Voting machine certification requirements.  Here we would upgrade Connecticut’s score. Connecticut was downgraded because our optical scanners are just over 10 years old – their design and circuits are even older in technology. Yet, they are working fine and from random survey’s of the Citizen Audit are not showing signs of age. There are incrementally better systems available today, yet voter marked paper ballots will continue to protect our votes. We expect they will need to be replaced in the next 5 to 10 years, but not yet.

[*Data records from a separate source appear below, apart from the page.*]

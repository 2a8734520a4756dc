pub mod append;
pub mod export;
pub mod hydrate;
pub mod init;
pub mod resolve;

pub use append::{append, AppendArgs};
pub use export::{export, ExportArgs};
pub use hydrate::{hydrate, HydrateArgs};
pub use init::{init, InitArgs};
pub use resolve::{resolve, ResolveArgs};

use anyhow::{Context, Result};
use std::io::Read;
use std::path::{Path, PathBuf};

/// Read a stored payload; `-` reads stdin
pub(crate) fn read_payload(path: &str, cwd: &str) -> Result<String> {
    if path == "-" {
        let mut buffer = String::new();
        std::io::stdin().read_to_string(&mut buffer)?;
        return Ok(buffer);
    }

    let full_path = resolve_path(path, cwd);
    std::fs::read_to_string(&full_path)
        .with_context(|| format!("Cannot read {}", full_path.display()))
}

pub(crate) fn resolve_path(path: &str, cwd: &str) -> PathBuf {
    let path = Path::new(path);
    if path.is_absolute() {
        path.to_path_buf()
    } else {
        PathBuf::from(cwd).join(path)
    }
}
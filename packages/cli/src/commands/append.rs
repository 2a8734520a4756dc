use crate::commands::{read_payload, resolve_path};
use crate::config::Config;
use anyhow::Result;
use clap::Args;
use colored::Colorize;
use cyclenotes_document::{Node, User};
use cyclenotes_editor::{resolve, AttributionTracker, EditSession, Mutation};
use std::fs;

#[derive(Debug, Args)]
pub struct AppendArgs {
    /// Stored note payload; rewritten as canonical JSON
    pub input: String,

    /// Paragraph text to append
    #[arg(short, long)]
    pub text: String,

    /// Editing user's display name
    #[arg(long)]
    pub user_name: String,

    /// Editing user's id
    #[arg(long, default_value = "")]
    pub user_id: String,
}

pub fn append(args: AppendArgs, cwd: &str) -> Result<()> {
    let config = Config::load(cwd)?;
    let raw = read_payload(&args.input, cwd)?;
    let state = resolve(&raw, &config.resolve_options());

    let mut tracker = AttributionTracker::new(config.tracker_options());
    tracker.set_current_user(User::new(args.user_id.as_str(), args.user_name.as_str()));

    let mut saved = Vec::new();
    let mut session = EditSession::new(state.document, tracker, |json: String| saved.push(json));
    let index = session.document().len();
    session.apply(Mutation::InsertNode {
        parent: None,
        index,
        node: Node::paragraph(vec![Node::text(args.text.as_str())]),
    })?;
    let report = session.save()?;
    drop(session);

    for payload in &saved {
        fs::write(resolve_path(&args.input, cwd), payload)?;
    }

    println!(
        "  {} Saved {} (was {}, {} blocks stamped)",
        "✓".green(),
        args.input,
        state.source,
        report.stamps.stamped.len()
    );
    for failure in &report.stamps.failed {
        eprintln!("  {} {}", "⚠️".yellow(), failure);
    }

    Ok(())
}
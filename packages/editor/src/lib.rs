//! # Cyclenotes Editor
//!
//! Editing engine for transaction notes.
//!
//! ## Architecture
//!
//! ```text
//! ┌─────────────────────────────────────────────┐
//! │ recovery: persisted payload → Document      │
//! └─────────────────────────────────────────────┘
//!                     ↓
//! ┌─────────────────────────────────────────────┐
//! │ session: Document + mutations               │
//! │  - Validated mutations                      │
//! │  - Dirty tracking per top-level block       │
//! │  - Save: stamp → serialize → sink           │
//! └─────────────────────────────────────────────┘
//!                     ↓
//! ┌─────────────────────────────────────────────┐
//! │ viewer: canonical JSON → static HTML        │
//! │         (or read-only fallback)             │
//! └─────────────────────────────────────────────┘
//! ```
//!
//! ## Usage
//!
//! ```rust
//! use cyclenotes_editor::{
//!     resolve, AttributionTracker, EditSession, KeyPress, ResolveOptions, TrackerOptions,
//! };
//! use cyclenotes_document::User;
//!
//! let state = resolve("These are existing notes", &ResolveOptions::default());
//! let mut tracker = AttributionTracker::new(TrackerOptions::default());
//! tracker.set_current_user(User::new("u-1", "Dana"));
//!
//! let mut saved = Vec::new();
//! let mut session = EditSession::new(state.document, tracker, |json: String| saved.push(json));
//! session.insert_text(" and more").unwrap();
//! session.handle_key(KeyPress::enter()).unwrap();
//! drop(session);
//!
//! assert_eq!(saved.len(), 1);
//! ```

mod attribution;
mod errors;
mod mutations;
mod recovery;
mod session;
mod viewer;

pub use attribution::{
    AttributionMeta, AttributionTracker, StampReport, TrackerOptions, INLINE_MARKER_PREFIX,
};
pub use errors::{AttributionStampError, EditorError};
pub use mutations::{Mutation, MutationError, MutationResult};
pub use recovery::{
    extract_embedded_json, resolve, template_document, InitialDocumentState, PayloadSource,
    ResolveOptions, DEFAULT_TEMPLATE_HEADING,
};
pub use session::{EditSession, Key, KeyOutcome, KeyPress, NoteSink, SaveReport, Selection};
pub use viewer::{display, DisplayState, ViewerOptions, DEFAULT_EMPTY_MESSAGE, FALLBACK_NOTICE};

// Re-export document types for convenience
pub use cyclenotes_document::{Document, Node, NodeKey, User};
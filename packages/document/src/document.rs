//! # Document
//!
//! The in-memory note: one implicit root holding an ordered list of block
//! children. A document with zero children is valid and renders as empty.
//!
//! The document owns its [`KeyGenerator`]; every node it adopts gets a fresh
//! key, so keys are unique within the document for its whole lifetime.

use crate::attribution::AttributionRecord;
use crate::error::DocumentError;
use crate::key_generator::{KeyGenerator, NodeKey};
use crate::node::Node;

#[derive(Debug, Clone)]
pub struct Document {
    children: Vec<Node>,
    keys: KeyGenerator,
    /// Document-level attribution (`__meta.defaultAttribution`)
    pub default_attribution: Option<AttributionRecord>,
}

impl Document {
    pub fn new() -> Self {
        Self::with_keys(KeyGenerator::new())
    }

    pub fn with_keys(keys: KeyGenerator) -> Self {
        Self {
            children: Vec::new(),
            keys,
            default_attribution: None,
        }
    }

    /// Build a document from detached nodes
    pub fn from_nodes(nodes: Vec<Node>) -> Self {
        let mut document = Self::new();
        for node in nodes {
            document.append(node);
        }
        document
    }

    pub fn children(&self) -> &[Node] {
        &self.children
    }

    pub fn is_empty(&self) -> bool {
        self.children.is_empty()
    }

    pub fn len(&self) -> usize {
        self.children.len()
    }

    /// Assign fresh keys to a detached subtree
    pub fn adopt(&mut self, mut node: Node) -> Node {
        let keys = &mut self.keys;
        node.walk_mut(&mut |n| n.key = keys.next_key());
        node
    }

    /// Append a top-level block and return its key
    pub fn append(&mut self, node: Node) -> NodeKey {
        let node = self.adopt(node);
        let key = node.key.clone();
        self.children.push(node);
        key
    }

    /// Insert under `parent` (`None` = root) at `index`, clamped to the end
    pub fn insert(
        &mut self,
        parent: Option<&NodeKey>,
        index: usize,
        node: Node,
    ) -> Result<NodeKey, DocumentError> {
        let node = self.adopt(node);
        let key = node.key.clone();

        let siblings = match parent {
            None => &mut self.children,
            Some(parent_key) => self
                .find_mut(parent_key)
                .ok_or_else(|| DocumentError::NodeNotFound(parent_key.clone()))?
                .children_mut()
                .ok_or_else(|| DocumentError::NotAContainer(parent_key.clone()))?,
        };

        let index = index.min(siblings.len());
        siblings.insert(index, node);
        Ok(key)
    }

    /// Remove a node anywhere in the tree
    pub fn remove(&mut self, key: &NodeKey) -> Option<Node> {
        if let Some(pos) = self.children.iter().position(|child| &child.key == key) {
            return Some(self.children.remove(pos));
        }
        self.children
            .iter_mut()
            .find_map(|child| child.remove_descendant(key))
    }

    /// Relocate an existing node, keeping its key and subtree keys
    pub fn move_node(
        &mut self,
        key: &NodeKey,
        parent: Option<&NodeKey>,
        index: usize,
    ) -> Result<(), DocumentError> {
        let node = self
            .find(key)
            .ok_or_else(|| DocumentError::NodeNotFound(key.clone()))?;
        if let Some(parent_key) = parent {
            if node.contains(parent_key) {
                return Err(DocumentError::CycleDetected(key.clone()));
            }
            let target = self
                .find(parent_key)
                .ok_or_else(|| DocumentError::NodeNotFound(parent_key.clone()))?;
            if target.children().is_none() {
                return Err(DocumentError::NotAContainer(parent_key.clone()));
            }
        }

        let node = self
            .remove(key)
            .ok_or_else(|| DocumentError::NodeNotFound(key.clone()))?;
        let siblings = match parent {
            None => &mut self.children,
            Some(parent_key) => self
                .find_mut(parent_key)
                .and_then(Node::children_mut)
                .ok_or_else(|| DocumentError::NodeNotFound(parent_key.clone()))?,
        };
        let index = index.min(siblings.len());
        siblings.insert(index, node);
        Ok(())
    }

    pub fn find(&self, key: &NodeKey) -> Option<&Node> {
        self.children.iter().find_map(|child| child.find(key))
    }

    pub fn find_mut(&mut self, key: &NodeKey) -> Option<&mut Node> {
        self.children.iter_mut().find_map(|child| child.find_mut(key))
    }

    /// Key of the top-level block containing `key` (itself if top-level)
    pub fn top_level_key_of(&self, key: &NodeKey) -> Option<NodeKey> {
        self.children
            .iter()
            .find(|child| child.contains(key))
            .map(|child| child.key.clone())
    }

    pub fn is_top_level(&self, key: &NodeKey) -> bool {
        self.children.iter().any(|child| &child.key == key)
    }

    /// Key of the direct parent; `None` for top-level blocks and unknown keys
    pub fn parent_of(&self, key: &NodeKey) -> Option<NodeKey> {
        fn search(node: &Node, key: &NodeKey) -> Option<NodeKey> {
            let children = node.children()?;
            if children.iter().any(|child| &child.key == key) {
                return Some(node.key.clone());
            }
            children.iter().find_map(|child| search(child, key))
        }
        self.children.iter().find_map(|child| search(child, key))
    }

    /// Generate a uid for a new poll option
    pub fn next_uid(&mut self) -> String {
        self.keys.next_uid()
    }

    /// Plain-text projection, one line per top-level block
    pub fn text_content(&self) -> String {
        self.children
            .iter()
            .map(Node::text_content)
            .collect::<Vec<_>>()
            .join("\n")
    }

    /// Same blocks in the same order with the same content; keys ignored
    pub fn content_eq(&self, other: &Document) -> bool {
        self.default_attribution == other.default_attribution
            && self.children.len() == other.children.len()
            && self
                .children
                .iter()
                .zip(&other.children)
                .all(|(left, right)| left.content_eq(right))
    }

    /// Depth-first visit of every node
    pub fn walk<'a>(&'a self, visit: &mut impl FnMut(&'a Node)) {
        for child in &self.children {
            child.walk(visit);
        }
    }
}

impl Default for Document {
    fn default() -> Self {
        Self::new()
    }
}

The longer we wait the better options will become available, at lower cost, and will also last that many years longer.
Missing Criteria Recounts:  About half the states have close-vote recounts.  Connecticut has close-vote recanvasses, which fall short of the best adversarial manual recounts in some other states.  Connecticut should have more open, adversarial recounts, with more time to call for and perform recounts, with stronger criteria than the upper limit of 2000 vote differences which is too low a threshold ( as low as 0.12% in statewide elections).  We should also allow for candidates, parties, or citizens to call for a limited number of directed recounts of specified districts, perhaps at a reasonable fee. We would rate Connecticut mixed in this criteria, as our recanvasses are actually conduced, usually fairly, yet not conduced uniformly and in accordance with the law.  Sadly, that mixed rating would put us in the top 50% of all States in the recount category.
Protection of Paper Ballots. Here, once again, we would rate Connecticut mixed. Connecticut has an inadequate law for the protection of paper ballots and the actual practices in the vast majority of towns do not provide credible evidence that ballots were not tampered with. Once again, see the Citizen Audit reports.  Despite inadequate law and practice, the distributed nature of Connecticut’s election system mean that for statewide elections it is doubtful that enough ballots could be manipulated in the same direction to change anything but the closest of outcomes.  Unfortunately, that leaves local and regional elections vulnerable, protected only by trust in every election official and other local staff that frequently have access to voted ballots.
Finally, despite flaws, the report is useful and provides directions for improvement in many areas in every state. Election officials, legislators, and voters should act to improve our voting systems and laws in the near term.  We would give the authors A+ for effort and the report a grade of B.